Arterial traffic: microbots can deliver cargo in live animals
Proof-of-concepts opens the way for robotic and targeted cell-specific therapies. Kimberly Riskas reports.
A new type of microscopic robot may help revolutionise the way we treat damaged tissues, according to research from the City University of Hong Kong.
The burr-shaped, 3D-printed microrobot can be injected into the bloodstream and then guided to a specific area of the body using an external magnetic field.
The robot’s unique structure allows it to transport and release a load of cells at the desired location — including stems cells, which aid in tissue regeneration and restoration.
This is the first known instance of a microrobot being able to carry and deliver cells in a live body, writes lead researcher Junyang Li and colleagues in a study published in Science Robotics.
Magnetic devices have been used before to manipulate individual cells, with designs ranging from U-shaped robots to minuscule syringes. While these tools have been limited to in vitro trials, the new burr structure produced by Li and colleagues opens the door to use microrobots to treat a range of medical conditions in living people.

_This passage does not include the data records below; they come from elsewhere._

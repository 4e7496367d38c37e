//! Right-hand control panel: asset pickers, parameters, run trigger

use eframe::egui;
use egui::{RichText, Vec2};

use crate::models::ParamField;
use crate::ui::app::AppUI;

const MODEL_EXTENSIONS: &[&str] = &["pt"];
const IMAGE_EXTENSIONS: &[&str] = &["png", "jpg", "jpeg", "bmp", "webp", "tif", "tiff"];

pub fn render_sidebar(ctx: &egui::Context, app: &mut AppUI, enabled: bool) {
    egui::SidePanel::right("control_panel")
        .resizable(false)
        .exact_width(360.0)
        .show(ctx, |ui| {
            ui.add_enabled_ui(enabled, |ui| {
                ui.add_space(8.0);
                ui.heading("ScanCAM");
                ui.label(RichText::new("Sliding Window Grad-CAM Analyzer").weak());
                ui.separator();

                render_assets(ui, app);
                ui.separator();

                render_parameters(ui, app);
                ui.separator();

                if ui.link("Open result folder").clicked() {
                    app.open_result_folder();
                }
                ui.add_space(12.0);

                render_run_button(ui, app);
            });
        });
}

fn render_assets(ui: &mut egui::Ui, app: &mut AppUI) {
    ui.strong("1. Model");
    ui.horizontal(|ui| {
        if ui.button("Select model...").clicked() {
            let path = rfd::FileDialog::new()
                .add_filter("PyTorch model", MODEL_EXTENSIONS)
                .pick_file();
            app.controller.select_model_path(path);
        }
        let name = app
            .controller
            .model()
            .file()
            .map(|f| f.name.clone())
            .unwrap_or_else(|| "No model selected".to_string());
        ui.label(name);
    });

    ui.add_space(6.0);
    ui.strong("2. Image");
    ui.horizontal(|ui| {
        if ui.button("Select image...").clicked() {
            let path = rfd::FileDialog::new()
                .add_filter("Images", IMAGE_EXTENSIONS)
                .pick_file();
            app.controller.select_image_path(path);
        }
        let name = app
            .controller
            .image()
            .file()
            .map(|f| f.name.clone())
            .unwrap_or_else(|| "No image selected".to_string());
        ui.label(name);
    });
}

fn render_parameters(ui: &mut egui::Ui, app: &mut AppUI) {
    ui.strong("3. Parameters");
    egui::Grid::new("parameter_grid")
        .num_columns(2)
        .spacing([12.0, 6.0])
        .show(ui, |ui| {
            for field in ParamField::ALL {
                ui.label(field.label());
                let text = app.param_inputs.entry(field).or_default();
                let response = ui.add(egui::TextEdit::singleline(text).desired_width(120.0));
                if response.changed() {
                    app.controller.set_parameter(field, text);
                }
                if response.lost_focus() {
                    // Show the value that will actually be sent
                    *text = app.controller.parameters().value(field).to_string();
                }
                ui.end_row();
            }
        });
}

fn render_run_button(ui: &mut egui::Ui, app: &mut AppUI) {
    let label = if app.controller.phase().is_submitting() {
        "ANALYZING..."
    } else {
        "RUN ANALYSIS"
    };
    let button = egui::Button::new(RichText::new(label).strong().size(16.0))
        .min_size(Vec2::new(ui.available_width(), 40.0));
    if ui.add_enabled(app.controller.can_run(), button).clicked() {
        app.start_run();
    }
}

Potential clinical applications of this non-invasive technology include targeted drug delivery, regenerative medicine and other cell-based therapies.
To design a robot capable of navigating such a complex system, researchers initially used computer simulations to assess how well different shapes moved through arteries and veins. Porous, burr-shaped microrobots outperformed their cubical counterparts, showing a greater ability to carry cell loads and move through viscous blood.
Once 3D-printed, the microrobots were coated in nickel, for magnetism, and titanium, for biocompatibility. Subsequent tests with zebrafish embryos and mice showed that the mini-machines were successful at delivering their cargo to targeted areas.
Scientists were able to track the robots’ progress through the test animals in two ways: visually, in the transparent zebrafish embryos; and by using fluorescence microscopes to locate robot-delivered cell loads in the mice.
However, Li and colleagues note that advances in materials science and real-time imaging need to occur in lockstep with microrobot design before the technology can be widely adopted.